Страниц в «Бобрыкине» примерно двести. На третьей, пятой, на пятидесятой и на двухсотой – все одно и то ж: забитый Шишин, милая Танюша, мать злобная, Бобрыкин ненавистный. Над Шишиным, что твой Васиссуалий, ямбически рыдала авторесса, заслушиваясь собственной ферматой, хоть это был к одиннадцати туз: пусть две, пусть три страницы, но не двести! И стиль под стать заезженной пластинке: «Прочтя, подумал он, он так любил прочтя подумать, что прочел». Оскомина, зевота, летаргия… Не диво, что отважный «Русский Букер», «Бобрыкина» возвысив, лег костьми: терпенье спонсоров не безгранично. Куда б воткнуть сакральное «притом»?

После положенного траура вдова-букероносица пошла по рукам. Не подумайте плохого, по издательским. Угодив в заведение Елены Шубиной, Саша призадумалась, над кем и как поплакать.

Проблема в том, что городские фрики, по совести, – неважный аттрактант. А нужен был надежный лакриматор: культмассовый, попсовый, безотказный, сравнимый только с табельным CS. Чтобы над вымыслом – навзрыд слезами, чтоб полный и летальный эксикоз. Но милостив Господь. На помощь Саше явился классик Карла Петерсон, – который «Вечер был, сверкали звезды»: полпуда патоки, сиротка, Бог. Смешать, взболтать, – и вот вам «Федя Булкин».

«Федю», как и «Бобрыкина», авторесса смастерила из пустот: ни характеров, ни сюжета, ни даже внятного финала. Однако роман вошел в яснополянский шорт. Эка важность, сюжета нет. Зато покойный Курбатов обожал сопли с повидлом, сужу по недолгому с ним общению.

В следующей книжке «Жили люди как всегда» А.Н., не особо приспособленная к умственной деятельности, взялась рассуждать о смерти. Вышла в лучшем случае черная комедия: пишбарышня предельно девальвировала тему. Картонным марионеткам с фамилиями, навеянными чеховской «Страшной ночью», Черепушкин, Загробушкин, Трупиков – сострадать невозможно. Карикатура к тому не располагает.

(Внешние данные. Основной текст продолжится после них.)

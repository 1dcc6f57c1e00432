use crate::*;

pub trait Camera {
    fn position(&self) -> P3;

    /// Unit direction through pixel `(px, py)`. Coordinates may be
    /// fractional; `y` grows downwards in image space.
    fn ray_direction(&self, px: f64, py: f64, width: u32, height: u32) -> V3;

    fn ray(&self, px: f64, py: f64, width: u32, height: u32) -> Ray {
        Ray::new(self.position(), self.ray_direction(px, py, width, height))
    }
}

#[derive(Clone, Debug)]
pub struct PinHole {
    position: P3,
    basis: Basis,
    fov: f64,
    aspect_ratio: f64,
}

impl PinHole {
    pub fn new(position: P3, forward: V3, up: V3, fov_rad: f64) -> Self {
        PinHole {
            position,
            basis: Basis::new(&forward, &up.normalize_or_zero()),
            fov: fov_rad,
            aspect_ratio: 1.0,
        }
    }

    pub fn look_at(position: P3, view_at: P3, view_up: V3, fov_degree: f64) -> Self {
        Self::new(position, view_at - position, view_up, fov_degree.to_radians())
    }

    pub fn with_aspect_ratio(mut self, aspect_ratio: f64) -> Self {
        self.aspect_ratio = aspect_ratio;
        self
    }

    pub fn forward(&self) -> &V3 {
        &self.basis.forward
    }
}

impl Camera for PinHole {
    fn position(&self) -> P3 {
        self.position
    }

    fn ray_direction(&self, px: f64, py: f64, width: u32, height: u32) -> V3 {
        let scale = (self.fov * 0.5).tan();
        let x = (2.0 * px / width as f64 - 1.0) * scale * self.aspect_ratio;
        let y = (1.0 - 2.0 * py / height as f64) * scale;
        self.basis.to_world(x, y)
    }
}
use super::background::background;
use crate::black_hole::BlackHole;
use crate::config::{Config, Effects, Marching};
use crate::*;

const FLARE: RGB = RGB::new(0.8, 0.9, 1.0);

/// Marching step for a ray at `dist` from the hole, finer when closer.
pub fn step_size(dist: f64, rs: f64, marching: &Marching) -> f64 {
    if dist >= rs * 8.0 {
        marching.step_far
    } else if dist >= rs * 5.0 {
        marching.step_medium
    } else if dist >= rs * 2.0 {
        marching.step_near
    } else {
        marching.step_close
    }
}

fn shade_disk(
    black_hole: &BlackHole,
    dist: f64,
    hit: &P3,
    hit_dist: f64,
    effects: &Effects,
) -> RGB {
    let rs = black_hole.schwarzschild_radius();
    let mut color = black_hole.disk_color(hit, effects);
    if effects.lens_flare && dist < rs * 4.0 {
        let strength = 1.0 / (1.0 + (dist - rs));
        color += FLARE * strength * effects.lens_flare_intensity;
    }
    let intensity = 1.0 + 0.5 / (1.0 + hit_dist);
    color * intensity
}

/// Marches `ray` past `black_hole` and returns the color it sees.
///
/// The ray ends when it falls within the capture radius (black), when it
/// crosses the accretion disk close to its current position, or when it runs
/// out of steps or distance, in which case the background is sampled along
/// its final direction.
pub fn trace(ray: &Ray, black_hole: &BlackHole, config: &Config) -> RGB {
    let marching = &config.marching;
    let rs = black_hole.schwarzschild_radius();
    let mut pos = ray.origin;
    let mut dir = ray.dir;
    let mut traveled = 0.0;

    for i in 0..marching.max_steps {
        let dist = black_hole.distance_to(&pos);
        let step = step_size(dist, rs, marching);

        if dist < black_hole.capture_radius() {
            return RGB::BLACK;
        }

        if let Some(hit) =
            black_hole.intersect_disk(&pos, &dir, marching.disk_intersection_threshold)
        {
            let hit_dist = distance_to(&pos, &hit);
            if hit_dist < step * 2.0 {
                return shade_disk(black_hole, dist, &hit, hit_dist, &config.effects);
            }
        }

        if i % marching.lensing_update_frequency == 0 {
            dir = black_hole.apply_lensing(&pos, &dir);
        }

        pos += dir * step;
        traveled += step;
        if traveled > marching.max_distance {
            break;
        }
    }

    background(&dir, &config.effects)
}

Каждый текст Николаенко – явление уникальное, шедевр ненаучной фантастики. Александра Азимовна заставила газету «Правда» печатать телепрограмму, открыла в 1984-м канал «Культура» – спасибо, что не «Русскую ночь», сняла «Десять негритят» на три года раньше Говорухина и ухитрилась выложить буржуйку – любопытно, из какого материала можно выложить железную печь?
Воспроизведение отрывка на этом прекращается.